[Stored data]

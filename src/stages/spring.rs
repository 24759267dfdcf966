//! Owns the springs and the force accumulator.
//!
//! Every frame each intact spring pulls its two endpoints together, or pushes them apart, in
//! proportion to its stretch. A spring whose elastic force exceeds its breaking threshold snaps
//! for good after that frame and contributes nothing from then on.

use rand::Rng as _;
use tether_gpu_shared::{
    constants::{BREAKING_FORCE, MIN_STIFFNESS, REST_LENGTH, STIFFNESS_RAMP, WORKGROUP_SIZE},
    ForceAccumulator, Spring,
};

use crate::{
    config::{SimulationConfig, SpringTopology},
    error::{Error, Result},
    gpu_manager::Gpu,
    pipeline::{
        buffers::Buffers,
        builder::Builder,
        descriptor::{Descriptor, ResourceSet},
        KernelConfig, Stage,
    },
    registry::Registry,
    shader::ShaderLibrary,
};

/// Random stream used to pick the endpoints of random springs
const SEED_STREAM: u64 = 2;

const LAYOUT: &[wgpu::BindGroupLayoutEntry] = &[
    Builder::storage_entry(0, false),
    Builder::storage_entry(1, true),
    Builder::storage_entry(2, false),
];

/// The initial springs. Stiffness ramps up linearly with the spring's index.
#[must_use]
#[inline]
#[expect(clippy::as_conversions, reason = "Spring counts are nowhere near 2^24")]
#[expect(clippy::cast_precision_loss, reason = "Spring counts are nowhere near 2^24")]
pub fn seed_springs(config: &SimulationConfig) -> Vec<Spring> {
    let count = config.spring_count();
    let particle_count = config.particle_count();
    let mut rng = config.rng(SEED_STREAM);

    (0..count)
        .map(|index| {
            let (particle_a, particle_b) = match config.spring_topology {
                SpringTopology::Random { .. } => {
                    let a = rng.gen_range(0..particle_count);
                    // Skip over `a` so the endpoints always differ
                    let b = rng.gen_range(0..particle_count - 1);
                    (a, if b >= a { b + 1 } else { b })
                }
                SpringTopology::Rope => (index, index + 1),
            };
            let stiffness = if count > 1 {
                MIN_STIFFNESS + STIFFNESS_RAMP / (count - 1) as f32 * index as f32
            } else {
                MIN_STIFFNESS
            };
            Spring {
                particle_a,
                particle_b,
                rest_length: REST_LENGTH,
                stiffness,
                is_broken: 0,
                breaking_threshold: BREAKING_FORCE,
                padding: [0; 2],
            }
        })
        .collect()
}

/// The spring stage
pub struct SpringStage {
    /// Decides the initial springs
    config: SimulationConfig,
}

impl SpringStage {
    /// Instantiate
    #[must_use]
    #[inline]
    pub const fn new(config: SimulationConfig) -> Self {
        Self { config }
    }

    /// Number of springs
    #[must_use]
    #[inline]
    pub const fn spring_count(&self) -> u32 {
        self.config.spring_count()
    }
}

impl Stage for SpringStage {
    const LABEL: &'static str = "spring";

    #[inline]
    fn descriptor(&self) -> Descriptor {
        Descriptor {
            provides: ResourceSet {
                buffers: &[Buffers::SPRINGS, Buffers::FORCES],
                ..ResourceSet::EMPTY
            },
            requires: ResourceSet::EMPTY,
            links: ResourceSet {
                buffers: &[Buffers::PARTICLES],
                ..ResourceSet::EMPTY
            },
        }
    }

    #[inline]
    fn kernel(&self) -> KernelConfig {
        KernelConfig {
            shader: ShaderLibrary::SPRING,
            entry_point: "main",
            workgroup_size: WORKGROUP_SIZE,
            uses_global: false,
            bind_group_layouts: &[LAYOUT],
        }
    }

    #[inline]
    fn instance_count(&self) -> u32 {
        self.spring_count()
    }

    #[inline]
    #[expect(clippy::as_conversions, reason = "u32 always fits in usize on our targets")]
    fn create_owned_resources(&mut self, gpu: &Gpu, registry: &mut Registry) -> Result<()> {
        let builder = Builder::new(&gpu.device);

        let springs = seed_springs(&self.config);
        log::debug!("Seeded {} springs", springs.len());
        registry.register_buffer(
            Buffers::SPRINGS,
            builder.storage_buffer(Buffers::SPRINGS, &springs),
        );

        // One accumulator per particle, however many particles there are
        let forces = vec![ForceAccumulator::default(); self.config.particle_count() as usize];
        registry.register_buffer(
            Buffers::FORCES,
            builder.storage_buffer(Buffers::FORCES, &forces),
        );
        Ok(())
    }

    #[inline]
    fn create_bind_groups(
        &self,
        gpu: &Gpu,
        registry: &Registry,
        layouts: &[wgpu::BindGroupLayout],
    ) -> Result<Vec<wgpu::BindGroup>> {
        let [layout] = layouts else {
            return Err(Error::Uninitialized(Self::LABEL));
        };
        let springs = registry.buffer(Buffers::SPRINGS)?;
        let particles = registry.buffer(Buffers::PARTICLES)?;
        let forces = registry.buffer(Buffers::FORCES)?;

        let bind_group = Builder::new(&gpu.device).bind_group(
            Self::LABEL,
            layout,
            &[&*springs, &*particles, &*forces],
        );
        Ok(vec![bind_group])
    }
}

--

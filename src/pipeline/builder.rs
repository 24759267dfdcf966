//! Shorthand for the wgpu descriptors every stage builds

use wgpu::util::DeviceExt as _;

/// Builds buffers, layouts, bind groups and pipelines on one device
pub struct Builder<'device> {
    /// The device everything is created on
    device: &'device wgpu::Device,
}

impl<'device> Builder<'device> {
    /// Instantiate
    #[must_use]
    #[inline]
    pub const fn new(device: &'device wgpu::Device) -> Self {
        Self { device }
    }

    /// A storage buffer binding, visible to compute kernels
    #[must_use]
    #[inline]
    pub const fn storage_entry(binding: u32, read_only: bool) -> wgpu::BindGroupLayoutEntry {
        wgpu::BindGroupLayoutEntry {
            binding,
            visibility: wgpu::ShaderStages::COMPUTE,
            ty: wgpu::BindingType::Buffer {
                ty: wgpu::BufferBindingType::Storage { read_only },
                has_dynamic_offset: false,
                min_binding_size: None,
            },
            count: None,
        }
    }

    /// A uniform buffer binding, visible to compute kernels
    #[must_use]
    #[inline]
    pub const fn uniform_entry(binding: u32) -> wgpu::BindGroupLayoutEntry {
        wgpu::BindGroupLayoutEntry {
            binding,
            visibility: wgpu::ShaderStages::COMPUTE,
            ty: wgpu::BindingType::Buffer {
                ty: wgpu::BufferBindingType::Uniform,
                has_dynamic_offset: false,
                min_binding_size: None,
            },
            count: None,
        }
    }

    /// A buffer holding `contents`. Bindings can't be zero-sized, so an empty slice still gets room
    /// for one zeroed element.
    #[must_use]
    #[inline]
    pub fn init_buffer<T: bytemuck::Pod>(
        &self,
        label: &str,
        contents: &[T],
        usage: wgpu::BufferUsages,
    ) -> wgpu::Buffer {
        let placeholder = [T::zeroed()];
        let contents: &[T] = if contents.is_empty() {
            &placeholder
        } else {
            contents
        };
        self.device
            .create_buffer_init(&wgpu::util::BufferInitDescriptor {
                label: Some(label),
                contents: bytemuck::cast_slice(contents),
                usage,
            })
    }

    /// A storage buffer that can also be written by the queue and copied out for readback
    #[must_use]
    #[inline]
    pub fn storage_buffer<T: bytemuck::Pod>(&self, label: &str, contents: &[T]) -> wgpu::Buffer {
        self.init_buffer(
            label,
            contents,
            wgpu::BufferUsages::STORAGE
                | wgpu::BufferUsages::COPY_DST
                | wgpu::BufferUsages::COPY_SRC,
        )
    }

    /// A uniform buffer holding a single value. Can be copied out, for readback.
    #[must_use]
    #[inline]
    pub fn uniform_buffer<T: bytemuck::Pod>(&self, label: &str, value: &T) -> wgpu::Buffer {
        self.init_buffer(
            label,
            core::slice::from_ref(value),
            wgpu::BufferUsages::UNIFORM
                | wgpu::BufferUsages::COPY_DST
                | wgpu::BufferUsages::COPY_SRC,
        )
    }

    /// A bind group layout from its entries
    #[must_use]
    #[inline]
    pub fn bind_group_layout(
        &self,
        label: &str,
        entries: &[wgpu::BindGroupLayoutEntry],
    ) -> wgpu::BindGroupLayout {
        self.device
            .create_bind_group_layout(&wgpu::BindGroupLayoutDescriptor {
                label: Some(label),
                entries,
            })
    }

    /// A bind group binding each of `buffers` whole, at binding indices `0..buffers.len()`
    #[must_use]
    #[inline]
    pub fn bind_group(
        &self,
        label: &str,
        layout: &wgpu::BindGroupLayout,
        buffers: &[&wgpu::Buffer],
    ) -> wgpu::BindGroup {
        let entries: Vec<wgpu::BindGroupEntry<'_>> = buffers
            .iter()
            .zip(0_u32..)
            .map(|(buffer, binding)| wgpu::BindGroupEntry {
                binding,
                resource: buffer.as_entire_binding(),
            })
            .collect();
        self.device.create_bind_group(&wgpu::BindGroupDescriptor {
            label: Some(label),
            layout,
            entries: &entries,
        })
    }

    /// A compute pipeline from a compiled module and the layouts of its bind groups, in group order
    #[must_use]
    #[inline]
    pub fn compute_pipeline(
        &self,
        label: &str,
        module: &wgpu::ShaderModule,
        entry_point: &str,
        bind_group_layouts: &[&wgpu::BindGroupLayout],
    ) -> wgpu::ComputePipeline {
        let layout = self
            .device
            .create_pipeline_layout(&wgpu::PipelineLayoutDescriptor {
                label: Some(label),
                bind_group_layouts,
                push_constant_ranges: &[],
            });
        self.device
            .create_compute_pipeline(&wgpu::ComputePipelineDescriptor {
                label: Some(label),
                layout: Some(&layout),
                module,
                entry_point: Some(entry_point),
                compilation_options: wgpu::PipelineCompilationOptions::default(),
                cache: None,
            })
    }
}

Problem statement =>
In the records above, locate every line with the string "holding" and copy it.

Response area =>
    /// A buffer holding `contents`. Bindings can't be zero-sized, so an empty slice still gets room
    /// A uniform buffer holding a single value. Can be copied out, for readback.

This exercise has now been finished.